(Stored data)

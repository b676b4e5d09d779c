//! Hashing, device fingerprints and signed tag payloads.
//!
//! Signatures are truncated SHA-256 over the payload body and a shared
//! secret, sized to fit small NFC tags.

pub mod fingerprint;
pub mod signature;
pub mod utils;

pub use fingerprint::{DeviceInfo, FingerprintService};
pub use signature::{SignatureError, SignatureService, SignedPayload, SigningSecret, Verification};
pub use utils::{bytes_to_hex, hex_to_bytes, now_ms, sha256_hex};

_Assigned task_
Transcribe exactly, please, the lines from the one with "and a shared" to the last line of the entries above, ends included.

_Answer area_
//! Signatures are truncated SHA-256 over the payload body and a shared
//! secret, sized to fit small NFC tags.

pub mod fingerprint;
pub mod signature;
pub mod utils;

pub use fingerprint::{DeviceInfo, FingerprintService};
pub use signature::{SignatureError, SignatureService, SignedPayload, SigningSecret, Verification};
pub use utils::{bytes_to_hex, hex_to_bytes, now_ms, sha256_hex};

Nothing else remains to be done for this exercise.